Greenblatt appeared in July before the UN’s Security Council and, at the time, criticized the institution’s handling of the Israeli-Palestinian peace talks until now.

US special envoy Jason Greenblatt at the UNSC Arria-formula meeting in New York (photo credit: SCREEN CAPTURE/UN WEB TV)
US special envoy Jason Greenblatt at the UNSC Arria-formula meeting in New York
(photo credit: SCREEN CAPTURE/UN WEB TV)
After coming under fire from Germany last month, the White House’s Mideast envoy Jason Greenblatt shot back on Thursday, blasting the UN while claiming that the Israeli-Palestinian conflict will not be solved through “these ambiguously-worded, highly controversial resolutions [which] serves as a cloak to avoid substantive debate about the realities on the ground and the complexity of the conflict.”
Greenblatt appeared in July before the UN’s Security Council and, at the time, criticized the institution’s handling of the Israeli-Palestinian peace talks until now, taking aim, he said, at “the constant drumbeat of tired rhetoric that is designed to prevent progress and bypass direct negotiations.
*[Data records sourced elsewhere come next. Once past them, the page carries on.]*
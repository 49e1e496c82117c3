use super::types::{SpriteVariant, Vec2};

/// Changes produced by one simulation frame. NPCs are addressed by their
/// index in descriptor order; the presentation layer maps indices to its own
/// handles.
#[derive(Debug, Clone, Copy, PartialEq)]
pub enum SceneEvent {
    PlayerMoved { position: Vec2 },
    PlayerRelocated { position: Vec2 },
    SpriteChanged { npc: usize, variant: SpriteVariant },
    BubbleShown { npc: usize },
    BubbleHidden { npc: usize },
    PlaySound { npc: usize },
    NpcMet { npc: usize, remaining: usize },
}
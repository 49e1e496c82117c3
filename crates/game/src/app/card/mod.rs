mod phase;
mod scene;


pub(crate) use scene::CardScene;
It is time to retire that rhetoric.”
After his talk, Greenblatt faced fierce criticism from German’s Ambassador to the UN Christoph Heusgen who said, at the time, that “it is the U.S. that has left the international consensus.”
“For us, international law is not an a la carte menu,” Heusgen said, adding that Germany does not “believe in the force of the strongest.”
On Thursday, Greenblatt published an oped in the German newspaper Die Welt in which he took a diplomatic tone, but came out strongly against Heugsen.
“With respect, Ambassador, neither does the United States,” Greenblatt wrote. “In our intervention, we clearly stated that a solution cannot be forced upon the parties, and the only way ahead is direct negotiations between Israel and the Palestinians.  Our point was that collectively, UN Security Council resolutions passed with the intent of providing a framework for resolution of the Israeli-Palestinian conflict have failed to create progress.”
Greenblatt wrote that there is no disagreement between the US and Germany about the utility of Security Council resolutions that are clear and effective.  “However, in the case of the Israeli-Palestinian conflict,” he wrote, “competing interpretations of these resolutions have sparked more disagreement than consensus. 
Further, insisting on the United Nations as the reference point for resolution of the Israeli-Palestinian conflict while failing to acknowledge the deep, pervasive, anti-Israel bias in the UN system is, speaking frankly, disingenuous.”